[Dataset entries]:
—————

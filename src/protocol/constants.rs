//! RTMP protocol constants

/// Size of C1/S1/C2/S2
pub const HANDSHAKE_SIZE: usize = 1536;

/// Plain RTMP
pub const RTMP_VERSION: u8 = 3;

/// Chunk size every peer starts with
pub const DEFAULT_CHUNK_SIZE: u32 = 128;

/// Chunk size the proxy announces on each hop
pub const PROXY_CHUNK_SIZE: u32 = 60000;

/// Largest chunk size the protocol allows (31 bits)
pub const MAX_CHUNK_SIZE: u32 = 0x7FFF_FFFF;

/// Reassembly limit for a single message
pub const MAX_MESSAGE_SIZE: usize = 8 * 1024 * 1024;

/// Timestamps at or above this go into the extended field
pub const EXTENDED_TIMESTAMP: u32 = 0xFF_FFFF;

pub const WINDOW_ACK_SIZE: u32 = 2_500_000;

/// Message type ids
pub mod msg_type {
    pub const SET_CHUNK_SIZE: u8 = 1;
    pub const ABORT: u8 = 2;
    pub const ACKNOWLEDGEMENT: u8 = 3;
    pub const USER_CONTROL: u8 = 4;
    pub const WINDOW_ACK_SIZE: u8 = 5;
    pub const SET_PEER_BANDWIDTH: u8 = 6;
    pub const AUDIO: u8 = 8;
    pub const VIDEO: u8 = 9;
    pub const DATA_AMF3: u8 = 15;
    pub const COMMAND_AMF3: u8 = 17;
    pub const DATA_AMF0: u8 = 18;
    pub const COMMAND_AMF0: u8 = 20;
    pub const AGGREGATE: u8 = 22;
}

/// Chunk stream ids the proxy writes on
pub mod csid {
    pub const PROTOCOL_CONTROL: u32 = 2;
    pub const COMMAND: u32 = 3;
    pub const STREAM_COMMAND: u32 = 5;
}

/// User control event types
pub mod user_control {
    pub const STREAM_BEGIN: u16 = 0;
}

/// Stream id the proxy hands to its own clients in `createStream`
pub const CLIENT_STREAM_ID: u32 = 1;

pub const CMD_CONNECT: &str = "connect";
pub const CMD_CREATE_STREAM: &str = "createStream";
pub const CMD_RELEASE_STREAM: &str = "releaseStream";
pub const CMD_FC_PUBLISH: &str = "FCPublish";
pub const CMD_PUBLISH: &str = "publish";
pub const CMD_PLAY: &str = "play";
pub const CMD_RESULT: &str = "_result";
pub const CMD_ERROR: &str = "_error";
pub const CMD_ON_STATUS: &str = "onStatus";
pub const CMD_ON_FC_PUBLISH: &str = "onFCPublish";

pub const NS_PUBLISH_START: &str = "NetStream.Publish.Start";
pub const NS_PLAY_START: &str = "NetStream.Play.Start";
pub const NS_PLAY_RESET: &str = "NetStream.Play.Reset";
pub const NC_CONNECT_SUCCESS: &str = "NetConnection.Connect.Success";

—————

Copy out all of the records shown above exactly.

[Task solution]:
filename src/protocol/constants.rs
//! RTMP protocol constants

/// Size of C1/S1/C2/S2
pub const HANDSHAKE_SIZE: usize = 1536;

/// Plain RTMP
pub const RTMP_VERSION: u8 = 3;

/// Chunk size every peer starts with
pub const DEFAULT_CHUNK_SIZE: u32 = 128;

/// Chunk size the proxy announces on each hop
pub const PROXY_CHUNK_SIZE: u32 = 60000;

/// Largest chunk size the protocol allows (31 bits)
pub const MAX_CHUNK_SIZE: u32 = 0x7FFF_FFFF;

/// Reassembly limit for a single message
pub const MAX_MESSAGE_SIZE: usize = 8 * 1024 * 1024;

/// Timestamps at or above this go into the extended field
pub const EXTENDED_TIMESTAMP: u32 = 0xFF_FFFF;

pub const WINDOW_ACK_SIZE: u32 = 2_500_000;

/// Message type ids
pub mod msg_type {
    pub const SET_CHUNK_SIZE: u8 = 1;
    pub const ABORT: u8 = 2;
    pub const ACKNOWLEDGEMENT: u8 = 3;
    pub const USER_CONTROL: u8 = 4;
    pub const WINDOW_ACK_SIZE: u8 = 5;
    pub const SET_PEER_BANDWIDTH: u8 = 6;
    pub const AUDIO: u8 = 8;
    pub const VIDEO: u8 = 9;
    pub const DATA_AMF3: u8 = 15;
    pub const COMMAND_AMF3: u8 = 17;
    pub const DATA_AMF0: u8 = 18;
    pub const COMMAND_AMF0: u8 = 20;
    pub const AGGREGATE: u8 = 22;
}

/// Chunk stream ids the proxy writes on
pub mod csid {
    pub const PROTOCOL_CONTROL: u32 = 2;
    pub const COMMAND: u32 = 3;
    pub const STREAM_COMMAND: u32 = 5;
}

/// User control event types
pub mod user_control {
    pub const STREAM_BEGIN: u16 = 0;
}

/// Stream id the proxy hands to its own clients in `createStream`
pub const CLIENT_STREAM_ID: u32 = 1;

pub const CMD_CONNECT: &str = "connect";
pub const CMD_CREATE_STREAM: &str = "createStream";
pub const CMD_RELEASE_STREAM: &str = "releaseStream";
pub const CMD_FC_PUBLISH: &str = "FCPublish";
pub const CMD_PUBLISH: &str = "publish";
pub const CMD_PLAY: &str = "play";
pub const CMD_RESULT: &str = "_result";
pub const CMD_ERROR: &str = "_error";
pub const CMD_ON_STATUS: &str = "onStatus";
pub const CMD_ON_FC_PUBLISH: &str = "onFCPublish";

pub const NS_PUBLISH_START: &str = "NetStream.Publish.Start";
pub const NS_PLAY_START: &str = "NetStream.Play.Start";
pub const NS_PLAY_RESET: &str = "NetStream.Play.Reset";
pub const NC_CONNECT_SUCCESS: &str = "NetConnection.Connect.Success";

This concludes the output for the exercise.